Durante los escasos tres meses que duró la ocupación inglesa de La Habana en 1762, los jesuitas realizaron 25 compraventas de esclavos, a través de las cuales se hicieron de 395 africanos (de ellos, un primer grupo de 140, varones todos, por cada uno de los cuales se pagaron 150 pesos; un segundo grupo, formado por 85 individuos, también todos hombres, al mismo precio por cabeza; y un lote de 84 mujeres a un precio promedio de 208 pesos por persona; así como unos “ynvalidos”, a 50 pesos cada uno; y los demás, por precios que iban de los 150 a los 250 pesos), para un total general invertido –en la vergonzosa trata- de 65 471 pesos.
De que los jesuitas establecidos en Cuba eran avezados comerciantes de esclavos da fe el hecho de que por cada uno de los esclavos adquiridos en 1762-1763 pagaron un promedio de 166 pesos, mientras que la Real Compañía de Comercio de La Habana había vendido en 1754 unos cargamentos de infortunados africanos a razón de 280-300 pesos por individuo adulto, unos 210-225 por muleque (africano de entre 7 y 10 años de edad), y 250-270 por mulecón (negro o negra bozal que pasa de la infancia, sin llegar a la pubertad).
*Postura de pensamiento político que otorgaba primacía a la voluntad de los Soberanos respecto de la titularidad y del ejercicio de determinadas prerrogativas y derechos, frente a la reivindicación que de contrario hacía la Iglesia.

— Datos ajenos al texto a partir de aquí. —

//! # Wi-Fi Record Collection
//!
//! Ordered registry rows plus the header translation row. Sorting and
//! selection replace the row sequence in one step; the translation row is
//! never touched and always comes first when the collection is iterated.

use std::iter;

use crate::wifi_errors::WifiError;
use crate::wifi_model::{HeaderTranslationRow, WifiField, WifiRecord};

/// Columns the collection can be sorted by
#[derive(Debug, Clone, Copy, PartialEq, Eq)]
pub enum SortKey {
    Name,
    CoverageArea,
}

/// Columns the collection can be filtered by
#[derive(Debug, Clone, Copy, PartialEq, Eq)]
pub enum FilterKey {
    CoverageArea,
    ParkName,
    AdmArea,
}

impl TryFrom<WifiField> for SortKey {
    type Error = WifiError;

    fn try_from(field: WifiField) -> Result<Self, Self::Error> {
        match field {
            WifiField::Name => Ok(SortKey::Name),
            WifiField::CoverageArea => Ok(SortKey::CoverageArea),
            other => Err(WifiError::UnsupportedField(other.csv_name())),
        }
    }
}

impl TryFrom<WifiField> for FilterKey {
    type Error = WifiError;

    fn try_from(field: WifiField) -> Result<Self, Self::Error> {
        match field {
            WifiField::CoverageArea => Ok(FilterKey::CoverageArea),
            WifiField::ParkName => Ok(FilterKey::ParkName),
            WifiField::AdmArea => Ok(FilterKey::AdmArea),
            other => Err(WifiError::UnsupportedField(other.csv_name())),
        }
    }
}

impl FilterKey {
    fn matches(self, record: &WifiRecord, value: &str) -> bool {
        match self {
            FilterKey::CoverageArea => record.coverage_area.to_string() == value,
            FilterKey::ParkName => record.park_name == value,
            FilterKey::AdmArea => record.adm_area == value,
        }
    }
}

/// One element yielded when iterating a [`WifiList`]
#[derive(Debug, Clone, Copy, PartialEq)]
pub enum WifiListEntry<'a> {
    Headers(&'a HeaderTranslationRow),
    Record(&'a WifiRecord),
}

impl WifiListEntry<'_> {
    /// The entry as one CSV line
    pub fn to_csv(&self) -> String {
        match self {
            WifiListEntry::Headers(headers) => headers.to_csv(),
            WifiListEntry::Record(record) => record.to_csv(),
        }
    }
}

/// Collection of registry rows
#[derive(Debug, Clone, Default, PartialEq)]
pub struct WifiList {
    headers: HeaderTranslationRow,
    wifis: Vec<WifiRecord>,
}

impl WifiList {
    pub fn new(wifis: Vec<WifiRecord>) -> Self {
        Self {
            headers: HeaderTranslationRow,
            wifis,
        }
    }

    pub fn headers(&self) -> &HeaderTranslationRow {
        &self.headers
    }

    /// Registry rows in current order
    pub fn wifis(&self) -> &[WifiRecord] {
        &self.wifis
    }

    pub fn len(&self) -> usize {
        self.wifis.len()
    }

    pub fn is_empty(&self) -> bool {
        self.wifis.is_empty()
    }

    /// The translation row first, then every record in current order
    pub fn iter(&self) -> impl Iterator<Item = WifiListEntry<'_>> + '_ {
        iter::once(WifiListEntry::Headers(&self.headers))
            .chain(self.wifis.iter().map(WifiListEntry::Record))
    }

    /// Stable ascending sort by the given column
    pub fn sort(&mut self, key: SortKey) {
        match key {
            SortKey::Name => self.wifis.sort_by(|a, b| a.name.cmp(&b.name)),
            SortKey::CoverageArea => self.wifis.sort_by_key(|wifi| wifi.coverage_area),
        }
    }

    /// Keep only the records whose column equals `value` exactly.
    ///
    /// An empty result is valid.
    pub fn select(&mut self, key: FilterKey, value: &str) {
        self.wifis.retain(|wifi| key.matches(wifi, value));
    }

    /// Keep the records matching both the administrative area and the coverage
    pub fn select_adm_and_coverage(&mut self, adm_area: &str, coverage_area: &str) {
        self.select(FilterKey::AdmArea, adm_area);
        self.select(FilterKey::CoverageArea, coverage_area);
    }
}

impl<'a> IntoIterator for &'a WifiList {
    type Item = WifiListEntry<'a>;
    type IntoIter = Box<dyn Iterator<Item = WifiListEntry<'a>> + 'a>;

    fn into_iter(self) -> Self::IntoIter {
        Box::new(self.iter())
    }
}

[1] “Carlos III y la Expulsión de los Jesuitas en España y las Indias” (Centro de Investigación y Difusión de la Espiritualidad de la Cruz, Ciudad de México, D.F.), en http://www.cidec.org.mx . El P. Soto es M.Sp.S. (Misionero del Espíritu Santo), Congregación definida por sus Constituciones –aprobadas por el Vaticano en 1939- como “un Instituto religioso clerical de derecho pontificio, cuyos miembros pueden ser sacerdotes, diáconos permanentes o hermanos coadjutores”.
[2] Así, en el “Tratado de la Regalía de amortización” (publicado en 1765), Pedro Rodríguez de Campomanes, un puntal de la Corte (Ministro de Hacienda en 1760, Fiscal del Consejo de Castilla en 1762, miembro de la Real Academia Española en 1763, Presidente de la Real Academia de la Historia en 1764, y Presidente del Consejo de la Mesta en 1765), se refirió [página 120] al perjuicio “que al Estado resultaba del tránsito de bienes raíces á manos-muertas, por virtud de contratos de ventas, donaciones , testamentos y legados”, observando “que el que entra en Religión obra por vocacion e inspiración divina, y con el objeto determinado de renunciar á los bienes temporales, cuyo apego nunca le puede detener; porque la sucesion tampoco le aprovecha á él, y el voto de pobreza resiste todo peculio; y asi es la Comunidad ó Orden en comun á la qual sigue este provecho de la herencia, y no al Religioso á quien le es indiferente”.
Un Papa del siglo VI, Simaco, había dispuesto que ni siquiera el Obispo de Roma podía enajenar las propiedades de la Iglesia, por lo que éstas ni se podían vender o permutar o transmitir en forma alguna (aparte de que gozaran de generosas exenciones de impuestos). Las propiedades recibidas en virtud de documentos sucesorios –el origen de la mayor parte del patrimonio de la Iglesia- constituían lo que se dio en llamar bienes de “manos muertas”.
En la misma obra [página 186], Campomanes opinaba –con gran provecho para los intereses de Carlos III- “Que aya llegado el tiempo bien lo declaman los mismos Eclesiásticos; pues si ya en el principio del siglo pasado se juzgaba conveniente, como se ha visto, aun el desmembrar bienes superfluos de los que entonces sobraban yá á las Iglesias, y tenia adquiridos, especialmente para Capellanías y Conventos; quanto mas se verifica esto actualmente, atendido el esceso con que en siglo y medio después, ha ido creciendo el desorden de las demasiadas adquisiciones. Es preciso que la necesidad del remedio pase ya á ser estrema.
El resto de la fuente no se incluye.